A network penetration test is a method of evaluating the security of a computer system or network by simulating an attack by a malicious user. The process involves an active analysis of the system for any potential vulnerabilities that may result from poor or improper system configuration, known and/or unknown hardware or software flaws, or operational weaknesses in process or technical countermeasures. This analysis is carried out from the position of a potential attacker, and can involve active exploitation of security vulnerabilities.

Our Approach

The level of aggressiveness used by the tester will be calculated. The tester attempts to exploit vulnerabilities that might result in system disruptions. This includes, for instance, automatically trying out passwords and exploiting known buffer overflows in precisely identified target systems.
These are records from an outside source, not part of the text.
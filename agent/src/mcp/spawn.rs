//! MCP child-process connector
//!
//! Spawns each capability provider as a child process and completes the MCP
//! handshake. The session stays open until its owning agent releases it.

use std::time::Duration;

use anyhow::{Context, Result};
use async_trait::async_trait;
use rmcp::{service::RunningService, transport::TokioChildProcess, RoleClient, ServiceExt};
use tokio::process::Command;

use super::registry::CapabilityProvider;
use super::session::{CapabilityConnector, CapabilitySession};

/// Default startup timeout for spawning and initializing an MCP server
const DEFAULT_STARTUP_TIMEOUT: Duration = Duration::from_secs(30);

/// Connector that spawns providers over stdio
#[derive(Debug, Clone)]
pub struct McpConnector {
    startup_timeout: Duration,
}

impl Default for McpConnector {
    fn default() -> Self {
        Self {
            startup_timeout: DEFAULT_STARTUP_TIMEOUT,
        }
    }
}

impl McpConnector {
    pub fn new() -> Self {
        Self::default()
    }

    pub fn with_startup_timeout(mut self, timeout: Duration) -> Self {
        self.startup_timeout = timeout;
        self
    }
}

fn build_command(provider: &CapabilityProvider) -> Command {
    let mut cmd = Command::new(&provider.command);
    if !provider.args.is_empty() {
        cmd.args(&provider.args);
    }
    for (key, value) in &provider.env {
        let expanded = shellexpand::env(value).unwrap_or_else(|_| value.clone().into());
        cmd.env(key, expanded.as_ref());
    }
    cmd
}

#[async_trait]
impl CapabilityConnector for McpConnector {
    async fn connect(&self, provider: &CapabilityProvider) -> Result<Box<dyn CapabilitySession>> {
        tracing::debug!("Connecting to MCP server: {}", provider.name);

        let cmd = build_command(provider);

        // Wrap spawn + initialization in startup timeout
        let service = tokio::time::timeout(self.startup_timeout, async {
            let transport = TokioChildProcess::new(cmd)?;
            let svc = ().serve(transport).await?;
            Ok::<_, anyhow::Error>(svc)
        })
        .await
        .map_err(|_| {
            anyhow::anyhow!(
                "MCP server '{}' startup timed out after {:?}",
                provider.name,
                self.startup_timeout
            )
        })?
        .with_context(|| format!("Failed to start MCP server '{}'", provider.name))?;

        tracing::info!("Connected to MCP server '{}'", provider.name);

        Ok(Box::new(McpSession {
            name: provider.name.clone(),
            service,
        }))
    }
}

/// A running MCP client session
struct McpSession {
    name: String,
    service: RunningService<RoleClient, ()>,
}

#[async_trait]
impl CapabilitySession for McpSession {
    fn capability(&self) -> &str {
        &self.name
    }

    async fn close(self: Box<Self>) -> Result<()> {
        let McpSession { name, service } = *self;
        service
            .cancel()
            .await
            .with_context(|| format!("MCP server '{}' did not shut down cleanly", name))?;
        Ok(())
    }
}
Before taking such steps, the tester considers how likely they are to be successful and how serious the consequences would be. There is no denial of service tests scheduled by the tester.

The scope of the systems to be investigated is limited to a number of systems and services reachable from the Internet. There will not be any attacks made from inside the network or from the DMZ.

The approach used to execute the penetration test is adapted to generate alarms (noisy) and helps evaluate existing escalation procedures through identifiable attempts of network intrusion. The techniques used for testing are network-based / IP-based penetration tests. Staging attacks from fax networks, wireless networks, physical and social engineering is out of scope.

The penetration tests are staged via the network's connection to the internet only.